- YOUR ASSIGNMENT -
Read the records and gather each line that includes "QuizSession".

- DATA EXTRACT -
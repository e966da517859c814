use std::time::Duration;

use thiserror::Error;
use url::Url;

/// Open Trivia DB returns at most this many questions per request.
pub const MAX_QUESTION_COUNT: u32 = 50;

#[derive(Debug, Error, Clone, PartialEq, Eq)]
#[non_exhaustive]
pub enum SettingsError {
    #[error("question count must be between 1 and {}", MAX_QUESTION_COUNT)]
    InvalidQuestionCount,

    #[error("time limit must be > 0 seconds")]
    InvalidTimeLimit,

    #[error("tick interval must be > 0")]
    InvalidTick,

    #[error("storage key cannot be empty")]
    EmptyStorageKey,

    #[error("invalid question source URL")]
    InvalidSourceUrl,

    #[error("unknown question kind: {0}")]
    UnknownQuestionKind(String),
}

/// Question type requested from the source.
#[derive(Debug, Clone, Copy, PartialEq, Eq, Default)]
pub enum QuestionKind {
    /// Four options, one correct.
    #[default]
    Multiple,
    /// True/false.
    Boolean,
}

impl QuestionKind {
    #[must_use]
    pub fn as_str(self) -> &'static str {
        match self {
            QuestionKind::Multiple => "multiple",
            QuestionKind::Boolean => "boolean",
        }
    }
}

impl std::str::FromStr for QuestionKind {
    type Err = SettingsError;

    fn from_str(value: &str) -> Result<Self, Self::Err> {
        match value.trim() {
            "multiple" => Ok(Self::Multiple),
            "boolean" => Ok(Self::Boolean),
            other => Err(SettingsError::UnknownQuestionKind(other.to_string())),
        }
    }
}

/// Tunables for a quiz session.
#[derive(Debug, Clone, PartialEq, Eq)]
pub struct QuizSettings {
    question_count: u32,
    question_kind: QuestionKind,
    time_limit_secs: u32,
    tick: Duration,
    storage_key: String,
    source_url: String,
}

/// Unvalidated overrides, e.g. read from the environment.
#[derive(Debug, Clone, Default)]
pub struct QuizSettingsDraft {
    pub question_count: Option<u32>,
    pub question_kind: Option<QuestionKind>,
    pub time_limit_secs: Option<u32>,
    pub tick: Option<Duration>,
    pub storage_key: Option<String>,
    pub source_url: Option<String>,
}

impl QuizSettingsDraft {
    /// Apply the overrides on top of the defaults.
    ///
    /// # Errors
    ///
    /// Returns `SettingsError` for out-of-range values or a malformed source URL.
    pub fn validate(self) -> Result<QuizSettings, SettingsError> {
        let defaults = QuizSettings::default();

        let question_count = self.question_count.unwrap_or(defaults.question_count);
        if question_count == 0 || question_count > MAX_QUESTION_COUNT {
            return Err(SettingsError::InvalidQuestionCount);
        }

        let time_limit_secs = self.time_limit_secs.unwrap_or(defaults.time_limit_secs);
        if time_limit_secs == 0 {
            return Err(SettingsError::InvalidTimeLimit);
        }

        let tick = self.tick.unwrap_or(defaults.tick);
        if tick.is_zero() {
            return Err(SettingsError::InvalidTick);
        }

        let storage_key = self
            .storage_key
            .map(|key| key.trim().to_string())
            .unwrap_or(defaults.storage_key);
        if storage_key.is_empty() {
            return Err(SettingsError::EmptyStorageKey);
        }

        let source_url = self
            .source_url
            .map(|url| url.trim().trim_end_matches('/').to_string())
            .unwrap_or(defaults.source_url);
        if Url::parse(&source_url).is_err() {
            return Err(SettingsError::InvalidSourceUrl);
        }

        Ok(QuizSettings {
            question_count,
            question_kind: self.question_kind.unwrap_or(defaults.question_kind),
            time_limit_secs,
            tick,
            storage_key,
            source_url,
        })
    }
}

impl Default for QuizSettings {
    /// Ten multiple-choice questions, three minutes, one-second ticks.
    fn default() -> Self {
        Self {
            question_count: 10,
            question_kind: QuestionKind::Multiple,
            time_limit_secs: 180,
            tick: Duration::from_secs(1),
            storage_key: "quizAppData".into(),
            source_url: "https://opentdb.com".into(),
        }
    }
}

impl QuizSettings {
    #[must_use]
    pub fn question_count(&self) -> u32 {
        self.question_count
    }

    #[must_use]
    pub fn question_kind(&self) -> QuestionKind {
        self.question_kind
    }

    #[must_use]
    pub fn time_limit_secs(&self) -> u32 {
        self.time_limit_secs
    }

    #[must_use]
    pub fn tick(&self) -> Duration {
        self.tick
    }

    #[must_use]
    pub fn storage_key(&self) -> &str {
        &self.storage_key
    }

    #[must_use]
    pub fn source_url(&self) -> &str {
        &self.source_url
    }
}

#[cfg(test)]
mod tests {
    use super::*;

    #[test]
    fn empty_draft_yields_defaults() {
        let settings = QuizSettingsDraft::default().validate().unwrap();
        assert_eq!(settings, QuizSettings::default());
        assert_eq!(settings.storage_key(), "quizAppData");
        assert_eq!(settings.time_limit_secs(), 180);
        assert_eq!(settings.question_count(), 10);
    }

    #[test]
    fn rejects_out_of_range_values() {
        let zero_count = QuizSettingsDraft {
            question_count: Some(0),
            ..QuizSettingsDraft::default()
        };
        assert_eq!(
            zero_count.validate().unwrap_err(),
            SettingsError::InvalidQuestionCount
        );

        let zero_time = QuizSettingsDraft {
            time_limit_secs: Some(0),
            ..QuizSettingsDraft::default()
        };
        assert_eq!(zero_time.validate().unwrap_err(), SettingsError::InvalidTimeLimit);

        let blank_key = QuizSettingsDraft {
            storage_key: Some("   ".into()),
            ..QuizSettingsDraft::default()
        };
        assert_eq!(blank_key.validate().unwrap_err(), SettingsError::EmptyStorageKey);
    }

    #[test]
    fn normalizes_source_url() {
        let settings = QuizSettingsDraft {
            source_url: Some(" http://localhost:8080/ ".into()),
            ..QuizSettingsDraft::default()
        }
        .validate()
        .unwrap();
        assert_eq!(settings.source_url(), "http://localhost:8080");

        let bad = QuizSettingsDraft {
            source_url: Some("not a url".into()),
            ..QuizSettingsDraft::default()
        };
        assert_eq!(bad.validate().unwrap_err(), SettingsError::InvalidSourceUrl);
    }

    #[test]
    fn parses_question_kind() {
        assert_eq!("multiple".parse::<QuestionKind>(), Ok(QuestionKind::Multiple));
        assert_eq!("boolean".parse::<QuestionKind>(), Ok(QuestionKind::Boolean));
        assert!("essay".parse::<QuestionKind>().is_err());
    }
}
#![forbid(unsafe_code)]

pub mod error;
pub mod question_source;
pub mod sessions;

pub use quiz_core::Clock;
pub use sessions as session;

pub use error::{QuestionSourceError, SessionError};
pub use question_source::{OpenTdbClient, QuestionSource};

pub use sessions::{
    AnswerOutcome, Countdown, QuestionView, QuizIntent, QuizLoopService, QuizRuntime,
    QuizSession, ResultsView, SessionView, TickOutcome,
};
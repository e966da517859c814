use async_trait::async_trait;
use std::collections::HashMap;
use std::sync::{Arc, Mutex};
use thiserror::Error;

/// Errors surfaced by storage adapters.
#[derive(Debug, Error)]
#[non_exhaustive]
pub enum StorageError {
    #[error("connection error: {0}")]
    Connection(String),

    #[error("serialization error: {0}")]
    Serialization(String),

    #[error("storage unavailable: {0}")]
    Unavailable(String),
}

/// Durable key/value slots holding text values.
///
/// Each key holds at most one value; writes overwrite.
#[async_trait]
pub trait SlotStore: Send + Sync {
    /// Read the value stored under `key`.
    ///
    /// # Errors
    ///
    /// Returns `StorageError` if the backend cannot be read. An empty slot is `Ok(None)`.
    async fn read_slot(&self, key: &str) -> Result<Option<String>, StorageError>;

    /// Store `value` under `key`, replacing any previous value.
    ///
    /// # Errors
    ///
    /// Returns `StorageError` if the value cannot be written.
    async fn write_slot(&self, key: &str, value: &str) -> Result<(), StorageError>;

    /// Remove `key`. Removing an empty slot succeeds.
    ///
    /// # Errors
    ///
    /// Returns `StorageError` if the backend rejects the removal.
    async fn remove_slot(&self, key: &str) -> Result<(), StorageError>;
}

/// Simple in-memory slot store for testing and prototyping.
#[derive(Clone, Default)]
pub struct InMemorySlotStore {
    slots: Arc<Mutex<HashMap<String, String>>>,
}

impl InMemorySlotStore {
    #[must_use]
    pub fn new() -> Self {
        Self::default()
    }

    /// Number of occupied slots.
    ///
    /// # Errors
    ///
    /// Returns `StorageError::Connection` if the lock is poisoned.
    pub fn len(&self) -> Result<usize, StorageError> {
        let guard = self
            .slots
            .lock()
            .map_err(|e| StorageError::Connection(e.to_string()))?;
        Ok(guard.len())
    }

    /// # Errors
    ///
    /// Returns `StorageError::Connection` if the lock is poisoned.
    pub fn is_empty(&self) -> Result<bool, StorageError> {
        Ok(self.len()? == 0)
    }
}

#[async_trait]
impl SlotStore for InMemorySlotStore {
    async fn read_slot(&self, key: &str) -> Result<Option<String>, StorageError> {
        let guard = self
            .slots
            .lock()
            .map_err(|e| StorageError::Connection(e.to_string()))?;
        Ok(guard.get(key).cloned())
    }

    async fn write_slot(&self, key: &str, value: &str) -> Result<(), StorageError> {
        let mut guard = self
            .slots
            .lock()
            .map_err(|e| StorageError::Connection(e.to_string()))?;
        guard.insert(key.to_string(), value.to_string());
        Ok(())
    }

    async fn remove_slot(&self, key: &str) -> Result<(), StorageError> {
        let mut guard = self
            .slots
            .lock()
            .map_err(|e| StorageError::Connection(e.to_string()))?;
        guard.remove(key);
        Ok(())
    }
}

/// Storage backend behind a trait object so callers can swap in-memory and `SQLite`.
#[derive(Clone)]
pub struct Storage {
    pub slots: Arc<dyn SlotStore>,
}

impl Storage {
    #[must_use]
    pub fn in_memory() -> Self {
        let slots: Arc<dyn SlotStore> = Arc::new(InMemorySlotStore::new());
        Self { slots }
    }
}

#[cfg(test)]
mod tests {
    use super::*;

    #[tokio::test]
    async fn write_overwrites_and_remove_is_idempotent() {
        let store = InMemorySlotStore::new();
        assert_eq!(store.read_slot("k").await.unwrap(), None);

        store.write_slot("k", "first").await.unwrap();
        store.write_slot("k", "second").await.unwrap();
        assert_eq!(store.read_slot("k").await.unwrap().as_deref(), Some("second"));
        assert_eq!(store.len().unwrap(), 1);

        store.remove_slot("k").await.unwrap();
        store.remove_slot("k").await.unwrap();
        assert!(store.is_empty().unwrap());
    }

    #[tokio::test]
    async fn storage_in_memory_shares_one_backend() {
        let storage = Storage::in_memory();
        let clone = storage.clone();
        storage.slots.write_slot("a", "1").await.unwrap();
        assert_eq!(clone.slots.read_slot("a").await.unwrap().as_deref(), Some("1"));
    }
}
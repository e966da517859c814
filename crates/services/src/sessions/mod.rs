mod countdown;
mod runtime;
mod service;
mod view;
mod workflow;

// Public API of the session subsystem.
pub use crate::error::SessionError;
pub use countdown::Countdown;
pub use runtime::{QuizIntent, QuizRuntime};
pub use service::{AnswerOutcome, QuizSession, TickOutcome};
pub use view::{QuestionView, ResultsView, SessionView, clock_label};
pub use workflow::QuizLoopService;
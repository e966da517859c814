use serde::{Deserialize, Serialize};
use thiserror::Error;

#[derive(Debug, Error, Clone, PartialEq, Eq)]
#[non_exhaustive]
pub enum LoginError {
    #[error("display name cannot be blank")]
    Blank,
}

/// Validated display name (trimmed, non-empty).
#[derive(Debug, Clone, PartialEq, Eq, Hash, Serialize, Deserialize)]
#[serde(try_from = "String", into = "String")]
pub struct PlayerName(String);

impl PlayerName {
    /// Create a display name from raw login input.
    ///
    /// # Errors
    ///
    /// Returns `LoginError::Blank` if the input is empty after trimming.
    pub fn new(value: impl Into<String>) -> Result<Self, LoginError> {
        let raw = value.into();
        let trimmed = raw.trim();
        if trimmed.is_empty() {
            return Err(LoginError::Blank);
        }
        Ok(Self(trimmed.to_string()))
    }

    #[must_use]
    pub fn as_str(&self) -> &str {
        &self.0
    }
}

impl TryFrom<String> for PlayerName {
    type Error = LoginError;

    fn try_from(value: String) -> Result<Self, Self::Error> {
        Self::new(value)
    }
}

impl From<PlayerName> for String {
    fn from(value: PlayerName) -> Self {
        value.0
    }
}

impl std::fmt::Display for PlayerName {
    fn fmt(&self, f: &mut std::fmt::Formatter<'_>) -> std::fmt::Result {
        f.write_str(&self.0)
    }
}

---

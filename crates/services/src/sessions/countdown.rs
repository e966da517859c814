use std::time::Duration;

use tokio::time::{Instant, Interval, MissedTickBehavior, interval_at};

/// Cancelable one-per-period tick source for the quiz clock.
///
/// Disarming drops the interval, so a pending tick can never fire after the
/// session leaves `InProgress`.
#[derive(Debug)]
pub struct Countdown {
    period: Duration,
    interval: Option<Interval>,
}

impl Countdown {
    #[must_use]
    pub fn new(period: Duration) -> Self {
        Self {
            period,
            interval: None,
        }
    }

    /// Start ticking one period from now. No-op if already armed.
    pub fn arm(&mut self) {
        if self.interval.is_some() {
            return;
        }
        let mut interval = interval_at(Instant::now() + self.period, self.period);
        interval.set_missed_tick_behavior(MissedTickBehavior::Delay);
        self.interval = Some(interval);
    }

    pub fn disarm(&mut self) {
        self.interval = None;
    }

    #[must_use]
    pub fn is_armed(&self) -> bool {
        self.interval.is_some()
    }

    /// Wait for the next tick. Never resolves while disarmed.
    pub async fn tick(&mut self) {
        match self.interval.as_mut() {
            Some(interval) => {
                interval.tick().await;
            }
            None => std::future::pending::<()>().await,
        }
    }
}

- EXERCISE SOLUTION -
    QuizSession, ResultsView, SessionView, TickOutcome,
pub use service::{AnswerOutcome, QuizSession, TickOutcome};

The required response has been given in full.